The V4 regions of 16S rRNA genes were amplified using the primers 515 F (5′-ACA CTC TTT CCC TAC ACG ACG CTC TTC CGA TCT GTG CCA GCM GCC GCG GTA A-3′) and 806 R (5′-GTG ACT GGA GTT CAG ACG TGT GCT CTT CCG ATC TGG ACT ACH VGG GTW TCT AAT-3′) and sequenced with an Illumina MiSeq v3 platform. The first 20 bases of primer sequences were trimmed from all paired reads. For low-quality sequences, bases after 240 bp and 160 bp of forward and reverse primer sequences, respectively, were truncated, the processed reads were aligned to the SILVA123 dataset²⁷, and their taxonomy was provisionally determined using Qiime2 v 2018.11.0²⁸.

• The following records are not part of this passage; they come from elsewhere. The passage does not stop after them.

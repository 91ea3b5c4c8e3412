use thiserror::Error;
use xds_api::DanglingListener;

pub type Result<T> = std::result::Result<T, CoreError>;

#[derive(Error, Debug)]
pub enum CoreError {
    #[error("Registry unavailable: {0}")]
    RegistryUnavailable(String),

    #[error("Inconsistent snapshot for node {node}: {source}")]
    InconsistentSnapshot {
        node: String,
        #[source]
        source: DanglingListener,
    },

    #[error("Stale snapshot version {offered} for node {node} (current {current})")]
    StaleVersion {
        node: String,
        offered: String,
        current: String,
    },

    #[error("Instance not found: {0}")]
    InstanceNotFound(String),

    #[error("Internal error: {0}")]
    Internal(String),
}

impl CoreError {
    /// Short label used for log fields and metric labels
    pub fn kind(&self) -> &'static str {
        match self {
            CoreError::RegistryUnavailable(_) => "registry_unavailable",
            CoreError::InconsistentSnapshot { .. } => "inconsistent_snapshot",
            CoreError::StaleVersion { .. } => "stale_version",
            CoreError::InstanceNotFound(_) => "instance_not_found",
            CoreError::Internal(_) => "internal",
        }
    }

    /// Transient errors are retried on the next tick without operator attention
    pub fn is_transient(&self) -> bool {
        matches!(self, CoreError::RegistryUnavailable(_))
    }
}

/// Why an instance was left out of a snapshot. Only the instance is affected;
/// the rest of the batch is still built.
#[derive(Error, Debug, Clone, PartialEq, Eq)]
pub enum SkipReason {
    #[error("no external port declared in metadata")]
    MissingExternalPort,

    #[error("invalid external port {0:?}")]
    InvalidPort(String),

    #[error("unsupported protocol {0:?}, only udp is forwarded")]
    UnsupportedProtocol(Option<String>),
}

impl SkipReason {
    pub fn label(&self) -> &'static str {
        match self {
            SkipReason::MissingExternalPort => "missing_external_port",
            SkipReason::InvalidPort(_) => "invalid_port",
            SkipReason::UnsupportedProtocol(_) => "unsupported_protocol",
        }
    }
}
//! Registry-side view of a running backend

use serde::{Deserialize, Serialize};
use std::collections::BTreeMap;

/// Metadata key declaring the public UDP port a proxy should bind for the instance
pub const EXTERNAL_PORT_KEY: &str = "external_port";

/// Older registrations used this key for the same purpose
pub const LEGACY_EXTERNAL_PORT_KEY: &str = "envoy_external_port";

/// Metadata key declaring the transport protocol
pub const PROTOCOL_KEY: &str = "protocol";

/// A healthy service instance as returned by the registry.
///
/// Instances are point-in-time facts: they are rebuilt from scratch on every
/// registry query and never mutated afterwards.
#[derive(Clone, Debug, PartialEq, Eq, Serialize, Deserialize)]
pub struct ServiceInstance {
    pub id: String,
    pub address: String,
    pub port: u16,
    #[serde(default)]
    pub metadata: BTreeMap<String, String>,
}

impl ServiceInstance {
    pub fn new(id: impl Into<String>, address: impl Into<String>, port: u16) -> Self {
        Self {
            id: id.into(),
            address: address.into(),
            port,
            metadata: BTreeMap::new(),
        }
    }

    /// Attach a metadata entry, builder style
    pub fn with_meta(mut self, key: impl Into<String>, value: impl Into<String>) -> Self {
        self.metadata.insert(key.into(), value.into());
        self
    }

    /// Raw external port declaration, preferring the current key over the legacy one
    pub fn external_port(&self) -> Option<&str> {
        self.metadata
            .get(EXTERNAL_PORT_KEY)
            .or_else(|| self.metadata.get(LEGACY_EXTERNAL_PORT_KEY))
            .map(String::as_str)
    }

    pub fn protocol(&self) -> Option<&str> {
        self.metadata.get(PROTOCOL_KEY).map(String::as_str)
    }
}
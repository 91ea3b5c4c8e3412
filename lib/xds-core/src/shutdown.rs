//! Process-wide cancellation signal shared by every background task

use tokio::sync::watch;

/// Owner side of the cancellation signal
pub struct Shutdown {
    tx: watch::Sender<bool>,
}

impl Shutdown {
    pub fn new() -> Self {
        let (tx, _) = watch::channel(false);
        Self { tx }
    }

    /// A handle for one task to observe cancellation
    pub fn signal(&self) -> ShutdownSignal {
        ShutdownSignal {
            rx: self.tx.subscribe(),
        }
    }

    pub fn trigger(&self) {
        self.tx.send_replace(true);
    }

    pub fn is_triggered(&self) -> bool {
        *self.tx.borrow()
    }
}

impl Default for Shutdown {
    fn default() -> Self {
        Self::new()
    }
}

/// Observer side; cheap to clone into spawned tasks
#[derive(Clone)]
pub struct ShutdownSignal {
    rx: watch::Receiver<bool>,
}

impl ShutdownSignal {
    pub fn is_triggered(&self) -> bool {
        *self.rx.borrow()
    }

    /// Resolves once shutdown is triggered or the owner is dropped
    pub async fn recv(&mut self) {
        // An error means the owner is gone, which counts as shutdown
        let _ = self.rx.wait_for(|triggered| *triggered).await;
    }
}

#[cfg(test)]
mod tests {
    use super::*;
    use std::time::Duration;

    #[tokio::test]
    async fn test_signal_wakes_all_observers() {
        let shutdown = Shutdown::new();
        let mut a = shutdown.signal();
        let mut b = a.clone();
        assert!(!a.is_triggered());

        let waiter = tokio::spawn(async move {
            a.recv().await;
        });

        shutdown.trigger();
        tokio::time::timeout(Duration::from_secs(1), waiter)
            .await
            .expect("observer woke")
            .unwrap();
        b.recv().await;
        assert!(b.is_triggered());
        assert!(shutdown.is_triggered());
    }

    #[tokio::test]
    async fn test_dropped_owner_counts_as_shutdown() {
        let shutdown = Shutdown::new();
        let mut signal = shutdown.signal();
        drop(shutdown);
        tokio::time::timeout(Duration::from_secs(1), signal.recv())
            .await
            .expect("recv resolves when owner is dropped");
    }
}
//! Core reconciliation functionality
//!
//! This library provides:
//! - Registry clients for discovering healthy service instances
//! - The snapshot builder mapping instances to proxy resources
//! - The per-node snapshot store with integrity checks and change notification
//! - The fixed-interval reconciliation loop tying them together

pub mod builder;
pub mod consul;
pub mod error;
pub mod metrics;
pub mod reconcile;
pub mod registry;
pub mod shutdown;
pub mod store;

pub use builder::{BuildOutput, BuilderConfig, SkippedInstance, SnapshotBuilder};
pub use consul::ConsulRegistry;
pub use error::{CoreError, Result, SkipReason};
pub use metrics::ControlPlaneMetrics;
pub use reconcile::{ReconcileConfig, ReconciliationLoop, TickReport};
pub use registry::{RegistryClient, StaticRegistry};
pub use shutdown::{Shutdown, ShutdownSignal};
pub use store::{SnapshotStore, SnapshotWatch};
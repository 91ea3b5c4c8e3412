use anyhow::{bail, Context, Result};
use serde::Deserialize;
use std::net::SocketAddr;
use std::path::Path;
use std::str::FromStr;
use std::time::Duration;
use xds_core::{BuilderConfig, ReconcileConfig};
use xds_server::{ResendPolicy, ServerConfig};

/// Process configuration: YAML file first, environment on top
#[derive(Clone, Debug, Deserialize, PartialEq)]
#[serde(default, deny_unknown_fields)]
pub struct Config {
    pub consul_addr: String,
    pub service_name: String,
    pub xds_port: u16,
    pub health_port: u16,
    pub node_ids: Vec<String>,
    pub reconcile_interval_secs: u64,
    pub registry_timeout_secs: u64,
    pub push_timeout_secs: u64,
    pub shutdown_grace_secs: u64,
    pub max_rejections: u32,
    pub listener_bind_address: String,
}

impl Default for Config {
    fn default() -> Self {
        Self {
            consul_addr: "http://consul-server:8500".to_string(),
            service_name: "game-server".to_string(),
            xds_port: 18000,
            health_port: 8080,
            node_ids: vec!["proxy-1".to_string()],
            reconcile_interval_secs: 10,
            registry_timeout_secs: 5,
            push_timeout_secs: 5,
            shutdown_grace_secs: 10,
            max_rejections: ResendPolicy::default().max_rejections,
            listener_bind_address: "0.0.0.0".to_string(),
        }
    }
}

impl Config {
    /// Load from `CONTROL_PLANE_CONFIG` (if set) and the process environment
    pub fn load() -> Result<Self> {
        let yaml = match std::env::var("CONTROL_PLANE_CONFIG") {
            Ok(path) => Some(read_file(Path::new(&path))?),
            Err(_) => None,
        };
        Self::from_sources(yaml.as_deref(), |key| std::env::var(key).ok())
    }

    pub fn from_sources<F>(yaml: Option<&str>, env: F) -> Result<Self>
    where
        F: Fn(&str) -> Option<String>,
    {
        let mut config = match yaml {
            Some(yaml) => serde_yaml::from_str(yaml).context("Invalid configuration file")?,
            None => Config::default(),
        };

        if let Some(addr) = env("CONSUL_ADDR") {
            config.consul_addr = addr;
        }
        if let Some(name) = env("SERVICE_NAME") {
            config.service_name = name;
        }
        override_parsed(&env, "XDS_PORT", &mut config.xds_port)?;
        override_parsed(&env, "HEALTH_PORT", &mut config.health_port)?;
        override_parsed(&env, "RECONCILE_INTERVAL_SECS", &mut config.reconcile_interval_secs)?;
        override_parsed(&env, "REGISTRY_TIMEOUT_SECS", &mut config.registry_timeout_secs)?;
        override_parsed(&env, "PUSH_TIMEOUT_SECS", &mut config.push_timeout_secs)?;
        override_parsed(&env, "SHUTDOWN_GRACE_SECS", &mut config.shutdown_grace_secs)?;
        override_parsed(&env, "MAX_REJECTIONS", &mut config.max_rejections)?;

        if let Some(ids) = env("NODE_IDS") {
            config.node_ids = split_list(&ids);
        }
        // Single-node override kept for existing deployments
        if let Some(id) = env("ENVOY_NODE_ID").filter(|id| !id.trim().is_empty()) {
            config.node_ids = vec![id.trim().to_string()];
        }

        config.validate()?;
        Ok(config)
    }

    fn validate(&self) -> Result<()> {
        if self.node_ids.is_empty() {
            bail!("At least one node id is required");
        }
        if self.service_name.is_empty() {
            bail!("Service name must not be empty");
        }
        if self.reconcile_interval_secs == 0 {
            bail!("Reconcile interval must be at least one second");
        }
        if self.max_rejections == 0 {
            bail!("max_rejections must be at least 1");
        }
        Ok(())
    }

    pub fn reconcile(&self) -> ReconcileConfig {
        ReconcileConfig {
            service_name: self.service_name.clone(),
            node_ids: self.node_ids.clone(),
            interval: Duration::from_secs(self.reconcile_interval_secs),
            query_timeout: Duration::from_secs(self.registry_timeout_secs),
        }
    }

    pub fn builder(&self) -> BuilderConfig {
        BuilderConfig {
            bind_address: self.listener_bind_address.clone(),
            ..BuilderConfig::default()
        }
    }

    pub fn server(&self) -> ServerConfig {
        ServerConfig {
            listen_addr: SocketAddr::from(([0, 0, 0, 0], self.xds_port)),
            push_timeout: Duration::from_secs(self.push_timeout_secs),
            resend: ResendPolicy {
                max_rejections: self.max_rejections,
                ..ResendPolicy::default()
            },
            drain_timeout: self.shutdown_grace(),
            ..ServerConfig::default()
        }
    }

    pub fn probe_addr(&self) -> SocketAddr {
        SocketAddr::from(([0, 0, 0, 0], self.health_port))
    }

    pub fn registry_timeout(&self) -> Duration {
        Duration::from_secs(self.registry_timeout_secs)
    }

    pub fn shutdown_grace(&self) -> Duration {
        Duration::from_secs(self.shutdown_grace_secs)
    }
}

fn read_file(path: &Path) -> Result<String> {
    std::fs::read_to_string(path)
        .with_context(|| format!("Failed to read configuration file {}", path.display()))
}

fn override_parsed<F, T>(env: &F, key: &str, target: &mut T) -> Result<()>
where
    F: Fn(&str) -> Option<String>,
    T: FromStr,
    T::Err: std::fmt::Display,
{
    if let Some(raw) = env(key) {
        *target = raw
            .trim()
            .parse()
            .map_err(|e| anyhow::anyhow!("Invalid value {:?} for {}: {}", raw, key, e))?;
    }
    Ok(())
}

fn split_list(raw: &str) -> Vec<String> {
    raw.split(',')
        .map(str::trim)
        .filter(|s| !s.is_empty())
        .map(str::to_string)
        .collect()
}
//! Discovery stream messages
//!
//! Both directions are newline-delimited JSON objects on one TCP connection.
//! A subscriber opens a subscription by sending a request with no nonce,
//! acknowledges a response by echoing its nonce and version, and rejects it by
//! echoing the nonce together with an `error_detail`.

use crate::resource::{Resource, ResourceType};
use serde::{Deserialize, Serialize};

/// Subscriber to server
#[derive(Clone, Debug, PartialEq, Eq, Serialize, Deserialize)]
pub struct DiscoveryRequest {
    pub node_id: String,
    pub resource_type: ResourceType,
    /// Last version the subscriber applied, if any
    #[serde(default, skip_serializing_if = "Option::is_none")]
    pub version_info: Option<String>,
    /// Nonce of the response this request answers
    #[serde(default, skip_serializing_if = "Option::is_none")]
    pub response_nonce: Option<String>,
    /// Set when the subscriber rejects the response named by `response_nonce`
    #[serde(default, skip_serializing_if = "Option::is_none")]
    pub error_detail: Option<String>,
}

impl DiscoveryRequest {
    pub fn subscribe(
        node_id: impl Into<String>,
        resource_type: ResourceType,
        last_version: Option<String>,
    ) -> Self {
        Self {
            node_id: node_id.into(),
            resource_type,
            version_info: last_version,
            response_nonce: None,
            error_detail: None,
        }
    }

    pub fn ack(node_id: impl Into<String>, response: &DiscoveryResponse) -> Self {
        Self {
            node_id: node_id.into(),
            resource_type: response.resource_type,
            version_info: Some(response.version.clone()),
            response_nonce: Some(response.nonce.clone()),
            error_detail: None,
        }
    }

    pub fn nack(
        node_id: impl Into<String>,
        response: &DiscoveryResponse,
        applied_version: Option<String>,
        detail: impl Into<String>,
    ) -> Self {
        Self {
            node_id: node_id.into(),
            resource_type: response.resource_type,
            version_info: applied_version,
            response_nonce: Some(response.nonce.clone()),
            error_detail: Some(detail.into()),
        }
    }

    pub fn is_rejection(&self) -> bool {
        self.error_detail.is_some()
    }
}

/// A version-tagged push of every resource of one type
#[derive(Clone, Debug, PartialEq, Eq, Serialize, Deserialize)]
pub struct DiscoveryResponse {
    pub resource_type: ResourceType,
    pub version: String,
    pub nonce: String,
    pub resources: Vec<Resource>,
}

/// Sent once when a subscription is abandoned after repeated rejections
#[derive(Clone, Debug, PartialEq, Eq, Serialize, Deserialize)]
pub struct SubscriptionFailure {
    pub resource_type: ResourceType,
    pub version: String,
    pub reason: String,
}

/// Server to subscriber
#[derive(Clone, Debug, PartialEq, Eq, Serialize, Deserialize)]
#[serde(tag = "kind", rename_all = "snake_case")]
pub enum ServerMessage {
    Response(DiscoveryResponse),
    SubscriptionFailed(SubscriptionFailure),
}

Sequencing, assembly, and gene annotation of the plant microbiome

SMRTbell libraries for sequencing were constructed according to the manufacturer’s protocol (Part Number 101-693-800 Version 01) without shearing. The libraries were cut off at 20 kbp using the BluePippin size selection system (Sage Sciences). Libraries were sequenced on two SMRT Cells 8 M (Pacific Biosciences). We removed contaminating plant sequences, subreads showing more than 80% identity and 80% length coverage according to minimap2 v 2.14²⁹ to ‘Nipponbare’ as the reference rice genome, and PacBio’s internal control sequences from subreads. ‘Nipponbare’ was used as the reference genome³⁰ because the draft genome of ‘Koshihikari’ is highly fragmented, with an average read length of 468 bp³¹. The remaining subreads were assembled using Canu v 1.8³² with minOverlapLength=2200, minReadLength=2200, genomeSize=100 m, corOutCoverage=10000, corMhapSensitivity=high, corMinCoverage=0³³. After assembly, we removed contaminated contigs derived from internal controls and reference genome using the same method, and artificial contigs with long stretches of G, C, A or T by calculation of GC contents with seqkit v 0.11.0³⁴. For quality assessment of the contigs¹³, we aligned the error-corrected reads generated during assembly to the contigs with pbmm2 v 1.2.1 (Pacific Biosciences) with maximum best alignment 1 and minimum concordance percentage 90 set as parameters, and extracted the contigs with a depth >5. Contig circularity was determined as the sequences at the start and end of the contigs were overlapped³³. For confirmation of quality, error-corrected reads were aligned to contigs using pbmm2 with the same parameters as for contig quality assessment, then gaps were assessed using IGV browser v 2.8.2³⁵. Quast v 5.0.2³⁶ was used to evaluate the quality of genome assemblies. Functional annotation of bacterial genes was conducted using PROKKA v 1.14.6 in the metagenomic mode³⁷, COG database (BLASTP with the e value lower than 1e-05), Interproscan v 5.46–81.0³⁸ (with the e value lower than 1e-05) and kofamscan v 1.3.0³⁹. Augustus v 3.4.0 was used to annotate the genes of fungal genomes⁴⁰.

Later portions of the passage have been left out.